Книга Жизнь русского обывателя. От дворца до острога, страница 62. Автор книги Леонид Беловинский

Разделитель для чтения книг в онлайн библиотеке

Онлайн книга «Жизнь русского обывателя. От дворца до острога»

Cтраница 62

Соллогуб подчеркивает, что спокоен и вежлив Воронцов был в любой обстановке, в том числе и при смертельной опасности: «Воронцов был действительно русским солдатом, и таким, каких дай бог много! Я отроду не встречал такой холодной и беззаботной храбрости. Сколько раз мне случалось видеть Воронцова в схватках с горцами. Всюду впереди, он отдавал приказания, шутил, улыбался и нюхал табак, точно у себя в кабинете.
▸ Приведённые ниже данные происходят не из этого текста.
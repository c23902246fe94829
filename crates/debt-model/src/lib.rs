//! Data model for external debt analysis.
//!
//! Typed records replace string-keyed tables: every table the pipeline
//! produces has a fixed schema defined here, together with the indicator
//! catalog, the metric column order, the static GDP reference and the
//! configuration structs shared by the library crates.

pub mod analysis;
pub mod error;
pub mod indicator;
pub mod metric;
pub mod options;
pub mod records;
pub mod reference;

pub use analysis::{
    AnalysisResults, CriticalValues, DebtGdpRow, DecompositionRow, GrowthRateRow,
    StationarityResult,
};
pub use error::{ModelError, Result};
pub use indicator::Indicator;
pub use metric::{Metric, YEAR_COLUMN};
pub use options::{DuplicatePolicy, NonNumericPolicy, OutputLayout, TransformOptions};
pub use records::{
    Composition, DebtByDebtorRow, DebtByTypeRow, DebtFlowRow, ProcessedRow, TidyRecord,
};
pub use reference::{GDP_REFERENCE, gdp_for_year};

#[cfg(test)]
mod tests {
    use super::*;

    #[test]
    fn test_metric_labels_round_trip() {
        for metric in Metric::ALL {
            let parsed: Metric = metric.label().parse().expect("parse label");
            assert_eq!(parsed, metric);
        }
        assert!("Year".parse::<Metric>().is_err());
    }

    #[test]
    fn test_stationarity_serializes_nulls() {
        let json = serde_json::to_string(&StationarityResult::undefined()).expect("serialize");
        assert_eq!(
            json,
            r#"{"test_statistic":null,"p_value":null,"critical_values":null,"used_lag":null,"nobs":null}"#
        );
    }
}
//! CLI argument definitions for the debt analyzer.

use std::path::PathBuf;

use clap::{Parser, Subcommand, ValueEnum};
use clap_verbosity_flag::{Verbosity, WarnLevel};
use colorchoice_clap::Color;

#[derive(Parser)]
#[command(
    name = "debt-analyzer",
    version,
    about = "External debt analysis - reshape indicator tables and derive debt metrics",
    long_about = "Reshape a wide external-debt indicator table into processed and tidy tables,\n\
                  then derive growth rates, debt/GDP ratios, decomposition, stationarity\n\
                  statistics and debt composition tables."
)]
pub struct Cli {
    #[command(subcommand)]
    pub command: Command,

    /// Adjust log verbosity (-v for info, -vv for debug, -q for errors only).
    #[command(flatten)]
    pub verbosity: Verbosity<WarnLevel>,

    /// Control ANSI color output (auto, always, never).
    #[command(flatten)]
    pub color: Color,

    /// Explicit log level (overrides -v/-q flags).
    #[arg(long = "log-level", value_enum, global = true)]
    pub log_level: Option<LogLevelArg>,

    /// Log output format (pretty for human, json for machine parsing).
    #[arg(
        long = "log-format",
        value_enum,
        default_value = "pretty",
        global = true
    )]
    pub log_format: LogFormatArg,

    /// Write logs to a file instead of stderr.
    #[arg(long = "log-file", value_name = "PATH", global = true)]
    pub log_file: Option<PathBuf>,
}

#[derive(Subcommand)]
pub enum Command {
    /// Run the pipeline on a raw indicator CSV.
    Run(RunArgs),

    /// List the tracked indicators, optionally checking an input file.
    Indicators(IndicatorsArgs),

    /// Print the GDP reference table.
    Gdp,
}

#[derive(Parser)]
pub struct RunArgs {
    /// Raw CSV with one row per indicator and one column per year.
    #[arg(value_name = "INPUT")]
    pub input: PathBuf,

    /// Root for `data/processed` and `results/tables` (default: current directory).
    #[arg(long = "output-root", value_name = "DIR", default_value = ".")]
    pub output_root: PathBuf,

    /// Steps to run.
    #[arg(long = "steps", value_enum, num_args = 1.., default_value = "all")]
    pub steps: Vec<StepArg>,

    /// Encodings to try in order (default: utf-8, latin1, cp1252, iso-8859-1).
    #[arg(long = "encoding", value_name = "LABEL", num_args = 1..)]
    pub encodings: Vec<String>,

    /// Prefix of the processed table file names.
    #[arg(long = "dataset", value_name = "NAME", default_value = "india")]
    pub dataset: String,

    /// Read non-numeric cells as zero instead of dropping the year.
    #[arg(long = "zero-fill-non-numeric")]
    pub zero_fill_non_numeric: bool,

    /// Use the last row when an indicator label is duplicated.
    #[arg(long = "last-duplicate")]
    pub last_duplicate: bool,
}

#[derive(Parser)]
pub struct IndicatorsArgs {
    /// Raw CSV to check for each indicator.
    #[arg(value_name = "INPUT")]
    pub input: Option<PathBuf>,

    /// Encodings to try in order.
    #[arg(long = "encoding", value_name = "LABEL", num_args = 1..)]
    pub encodings: Vec<String>,
}

/// Pipeline step choices.
#[derive(Clone, Copy, Debug, PartialEq, Eq, ValueEnum)]
pub enum StepArg {
    All,
    Preprocessing,
    Analysis,
    #[value(alias = "visualization")]
    Report,
}

/// CLI log level choices.
#[derive(Clone, Copy, ValueEnum)]
pub enum LogLevelArg {
    Error,
    Warn,
    Info,
    Debug,
    Trace,
}

/// CLI log format choices.
#[derive(Clone, Copy, ValueEnum)]
pub enum LogFormatArg {
    Pretty,
    Compact,
    Json,
}
//! Year column detection.

use std::collections::BTreeSet;

use tracing::debug;

use debt_ingest::RawTable;

/// A raw table column whose label is an integer year.
#[derive(Debug, Clone, PartialEq, Eq)]
pub struct YearColumn {
    pub year: i32,
    pub label: String,
}

/// Year columns of `table` in source column order.
///
/// A label counts when it is made only of ASCII digits. The indicator column
/// is never a year. Repeated labels collapse to their first occurrence.
pub fn year_columns(table: &RawTable) -> Vec<YearColumn> {
    let mut seen = BTreeSet::new();
    let mut years = Vec::new();
    for label in table.headers.iter().skip(1) {
        if label.is_empty() || !label.bytes().all(|b| b.is_ascii_digit()) {
            continue;
        }
        let Ok(year) = label.parse::<i32>() else {
            debug!(label = %label, "digit label out of year range");
            continue;
        };
        if !seen.insert(label.as_str()) {
            debug!(label = %label, "duplicate year column ignored");
            continue;
        }
        years.push(YearColumn {
            year,
            label: label.clone(),
        });
    }
    years
}
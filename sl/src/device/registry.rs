//! Device registry - resolve configured titles into typed handles

use std::collections::HashMap;
use std::sync::Arc;

use thingclient::{Directory, HttpThing, Thing, ThingError};
use thiserror::Error;
use tracing::{debug, info, warn};

use super::{Actuator, ColorSensor, Conveyor, Light, ProximitySensor};
use crate::config::{Config, DevicesConfig};

/// Errors that abort startup
#[derive(Debug, Error)]
pub enum StartupError {
    #[error("Missing required devices {missing:?} (required: {required:?}, found: {found:?})")]
    MissingDevices {
        required: Vec<String>,
        missing: Vec<String>,
        found: Vec<String>,
    },

    #[error("Device {title} is not an arm: no goTo or goToPosition action")]
    NotAnActuator { title: String },

    #[error("Device discovery failed: {0}")]
    Discovery(#[from] ThingError),
}

impl StartupError {
    /// Only discovery can succeed on a later attempt
    pub fn is_retryable(&self) -> bool {
        match self {
            StartupError::Discovery(e) => e.is_retryable(),
            StartupError::MissingDevices { .. } | StartupError::NotAnActuator { .. } => false,
        }
    }
}

/// Query the directory once and bind every listed Thing over HTTP
pub async fn discover_things(config: &Config, url: Option<&str>) -> Result<Vec<Arc<dyn Thing>>, StartupError> {
    let url = url.unwrap_or(&config.directory.url);
    let directory = Directory::with_timeout(url, config.directory.timeout())?;
    let descriptions = directory.fetch().await?;
    info!(url, count = descriptions.len(), "Discovered devices");

    let device_timeout = config.directory.device_timeout();
    let mut things: Vec<Arc<dyn Thing>> = Vec::with_capacity(descriptions.len());
    for td in descriptions {
        things.push(Arc::new(HttpThing::with_timeout(td, device_timeout)?));
    }
    Ok(things)
}

fn index(things: Vec<Arc<dyn Thing>>) -> HashMap<String, Arc<dyn Thing>> {
    things.into_iter().map(|t| (t.title().to_string(), t)).collect()
}

fn sorted_titles(by_title: &HashMap<String, Arc<dyn Thing>>) -> Vec<String> {
    let mut titles: Vec<String> = by_title.keys().cloned().collect();
    titles.sort();
    titles
}

fn check_required(by_title: &HashMap<String, Arc<dyn Thing>>, required: &[&str]) -> Result<(), StartupError> {
    let missing: Vec<String> = required
        .iter()
        .filter(|t| !by_title.contains_key(**t))
        .map(|t| t.to_string())
        .collect();
    if missing.is_empty() {
        return Ok(());
    }
    Err(StartupError::MissingDevices {
        required: required.iter().map(|t| t.to_string()).collect(),
        missing,
        found: sorted_titles(by_title),
    })
}

fn actuator(by_title: &HashMap<String, Arc<dyn Thing>>, title: &str) -> Result<Actuator, StartupError> {
    let thing = by_title[title].clone();
    Actuator::new(thing).ok_or_else(|| StartupError::NotAnActuator {
        title: title.to_string(),
    })
}

fn optional_sensor(by_title: &HashMap<String, Arc<dyn Thing>>, title: &str) -> Option<ProximitySensor> {
    match by_title.get(title) {
        Some(thing) => Some(ProximitySensor::new(thing.clone())),
        None => {
            warn!(title, "Optional sensor not found, using fixed delays");
            None
        }
    }
}

/// Every device the three stages use
#[derive(Clone)]
pub struct Devices {
    pub loader_arm: Actuator,
    pub transfer_arm: Actuator,
    pub sorter_arm: Actuator,
    pub belt_a: Conveyor,
    pub belt_b: Conveyor,
    pub color_sensor: ColorSensor,
    pub belt_a_arrival: Option<ProximitySensor>,
    pub belt_a_stop: Option<ProximitySensor>,
    pub belt_b_arrival: Option<ProximitySensor>,
    pub belt_b_stop: Option<ProximitySensor>,
}

impl Devices {
    /// Resolve every role; fails when a required title is absent
    pub fn register(roles: &DevicesConfig, things: Vec<Arc<dyn Thing>>) -> Result<Self, StartupError> {
        debug!(count = things.len(), "Devices::register: called");
        let by_title = index(things);
        check_required(&by_title, &roles.required())?;

        let devices = Self {
            loader_arm: actuator(&by_title, &roles.loader_arm)?,
            transfer_arm: actuator(&by_title, &roles.transfer_arm)?,
            sorter_arm: actuator(&by_title, &roles.sorter_arm)?,
            belt_a: Conveyor::new(by_title[&roles.belt_a].clone()),
            belt_b: Conveyor::new(by_title[&roles.belt_b].clone()),
            color_sensor: ColorSensor::new(by_title[&roles.color_sensor].clone()),
            belt_a_arrival: optional_sensor(&by_title, &roles.belt_a_arrival_sensor),
            belt_a_stop: optional_sensor(&by_title, &roles.belt_a_stop_sensor),
            belt_b_arrival: optional_sensor(&by_title, &roles.belt_b_arrival_sensor),
            belt_b_stop: optional_sensor(&by_title, &roles.belt_b_stop_sensor),
        };
        info!(
            loader = ?devices.loader_arm.kind(),
            transfer = ?devices.transfer_arm.kind(),
            sorter = ?devices.sorter_arm.kind(),
            "Devices registered"
        );
        Ok(devices)
    }
}

/// Devices the light observers use
#[derive(Clone)]
pub struct LightDevices {
    pub color_sensor: ColorSensor,
    pub red: Light,
    pub blue: Light,
}

impl LightDevices {
    pub fn register(roles: &DevicesConfig, things: Vec<Arc<dyn Thing>>) -> Result<Self, StartupError> {
        let by_title = index(things);
        check_required(
            &by_title,
            &[roles.color_sensor.as_str(), roles.red_light.as_str(), roles.blue_light.as_str()],
        )?;
        Ok(Self {
            color_sensor: ColorSensor::new(by_title[&roles.color_sensor].clone()),
            red: Light::new(by_title[&roles.red_light].clone()),
            blue: Light::new(by_title[&roles.blue_light].clone()),
        })
    }
}

/// Report which roles are satisfied by a set of titles
pub fn role_report(roles: &DevicesConfig, titles: &[String]) -> Vec<(String, bool, bool)> {
    let mut rows = Vec::new();
    for title in roles.required() {
        rows.push((title.to_string(), true, titles.iter().any(|t| t == title)));
    }
    for title in roles.optional().into_iter().chain([roles.red_light.as_str(), roles.blue_light.as_str()]) {
        rows.push((title.to_string(), false, titles.iter().any(|t| t == title)));
    }
    rows
}

#[cfg(test)]
mod tests {
    use super::*;
    use crate::device::ActuatorKind;
    use async_trait::async_trait;
    use serde_json::Value;
    use thingclient::{ActionAffordance, Form, PropertyAffordance, ThingDescription};

    struct Stub(ThingDescription);

    #[async_trait]
    impl Thing for Stub {
        fn description(&self) -> &ThingDescription {
            &self.0
        }

        async fn invoke_action(&self, _name: &str, _input: Option<Value>) -> Result<Value, ThingError> {
            Ok(Value::Null)
        }

        async fn read_property(&self, _name: &str) -> Result<Value, ThingError> {
            Ok(Value::Null)
        }

        async fn write_property(&self, _name: &str, _value: Value) -> Result<(), ThingError> {
            Ok(())
        }
    }

    fn action() -> ActionAffordance {
        ActionAffordance {
            input: None,
            forms: vec![Form::new("x")],
        }
    }

    fn stub(td: ThingDescription) -> Arc<dyn Thing> {
        Arc::new(Stub(td))
    }

    fn full_line(roles: &DevicesConfig) -> Vec<Arc<dyn Thing>> {
        let uarm = |title: &str| {
            stub(ThingDescription::new(title)
                .with_action("goTo", action())
                .with_property("currentPosition", PropertyAffordance::default()))
        };
        vec![
            uarm(&roles.loader_arm),
            uarm(&roles.transfer_arm),
            stub(ThingDescription::new(&roles.sorter_arm).with_action("goToPosition", action())),
            stub(ThingDescription::new(&roles.belt_a)),
            stub(ThingDescription::new(&roles.belt_b)),
            stub(ThingDescription::new(&roles.color_sensor)),
            stub(ThingDescription::new(&roles.belt_a_stop_sensor)),
        ]
    }

    #[test]
    fn test_register_full_line() {
        let roles = DevicesConfig::default();
        let devices = Devices::register(&roles, full_line(&roles)).unwrap();

        assert_eq!(devices.loader_arm.kind(), ActuatorKind::PositionOnly);
        assert_eq!(devices.sorter_arm.kind(), ActuatorKind::FullPose);
        assert!(devices.belt_a_stop.is_some());
        assert!(devices.belt_a_arrival.is_none());
        assert!(devices.belt_b_stop.is_none());
    }

    #[test]
    fn test_missing_required_lists_required_and_found() {
        let roles = DevicesConfig::default();
        let mut things = full_line(&roles);
        things.retain(|t| t.title() != roles.color_sensor);

        let err = Devices::register(&roles, things).err().unwrap();
        match &err {
            StartupError::MissingDevices { required, missing, found } => {
                assert_eq!(missing, &vec!["VirtualColorSensor".to_string()]);
                assert_eq!(required.len(), 6);
                assert!(found.contains(&"VirtualUR3".to_string()));
                assert!(!found.contains(&"VirtualColorSensor".to_string()));
            }
            other => panic!("unexpected error: {}", other),
        }
        assert!(!err.is_retryable());
        assert!(err.to_string().contains("VirtualColorSensor"));
    }

    #[test]
    fn test_arm_role_must_be_an_arm() {
        let mut roles = DevicesConfig::default();
        roles.sorter_arm = roles.belt_a.clone();
        let err = Devices::register(&roles, full_line(&roles)).err().unwrap();
        assert!(matches!(err, StartupError::NotAnActuator { .. }));
    }

    #[test]
    fn test_role_report() {
        let roles = DevicesConfig::default();
        let titles = vec!["VirtualUR3".to_string(), "virtualLightRed".to_string()];
        let report = role_report(&roles, &titles);

        assert!(report.contains(&("VirtualUR3".to_string(), true, true)));
        assert!(report.contains(&("VirtualUarm1".to_string(), true, false)));
        assert!(report.contains(&("virtualLightRed".to_string(), false, true)));
        assert_eq!(report.len(), 12);
    }
}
Особенно поразил он меня однажды, когда после незначительной перестрелки у нас с горцами завязалось жаркое дело; неприятель несколько раз окружал нас, мы чуть было не попали в плен, потеряли много людей и наконец под вечер, изнуренные, грязные, пробыв целый день под градом пуль, возвращались в главную квартиру; по дороге ежеминутно свистели пули рассыпавшегося в кустарниках неприятеля. Все, насторожившись, переглядывались и осматривались, один Воронцов спокойно ехал на своей измученной и еле передвигавшей ноги лошади. Надо заметить, что ему тогда уже минуло за семьдесят лет, в тот день он, как и мы, ничего не ел, не слезал с лошади и все время находился на самом опасном месте» (166; 504–508). Впрочем, к опасностям М. С. Воронцову было не привыкать: в юности прикомандированный к кавказским войскам, он в 1804 г. едва не погиб в жарком деле; участвовал в наполеоновских кампаниях 1806 г. и 1807 г.; в 1812 г., уже тридцатилетним генералом, защищая со своей Сводной гренадерской дивизией в канун Бородина Шевардинский редут, был тяжело ранен, а дивизия его осталась вся на Бородинском поле; дрался в «битве народов» при Лейпциге, брал Париж; на Кавказе участвовал во многих боевых эпизодах, возглавил штурм оплота Шамиля – аул Дарго, крепости Гергебильи и Салты. Храбрость его была именно холодная и спокойная; генерал-фельдмаршал князь А. И. Барятинский, завершивший покорение Кавказа, писал о Воронцове: «…храбрость это была истинно джентльменская, всегда спокойная, всегда ровная. Часто случалось, что во время сна главнокомандующего раздавалась тревога в самой главной квартире. Князь Воронцов просыпался, спокойно вынимал шашку и спокойно говорил: «Господа, будем защищаться» (166; 670).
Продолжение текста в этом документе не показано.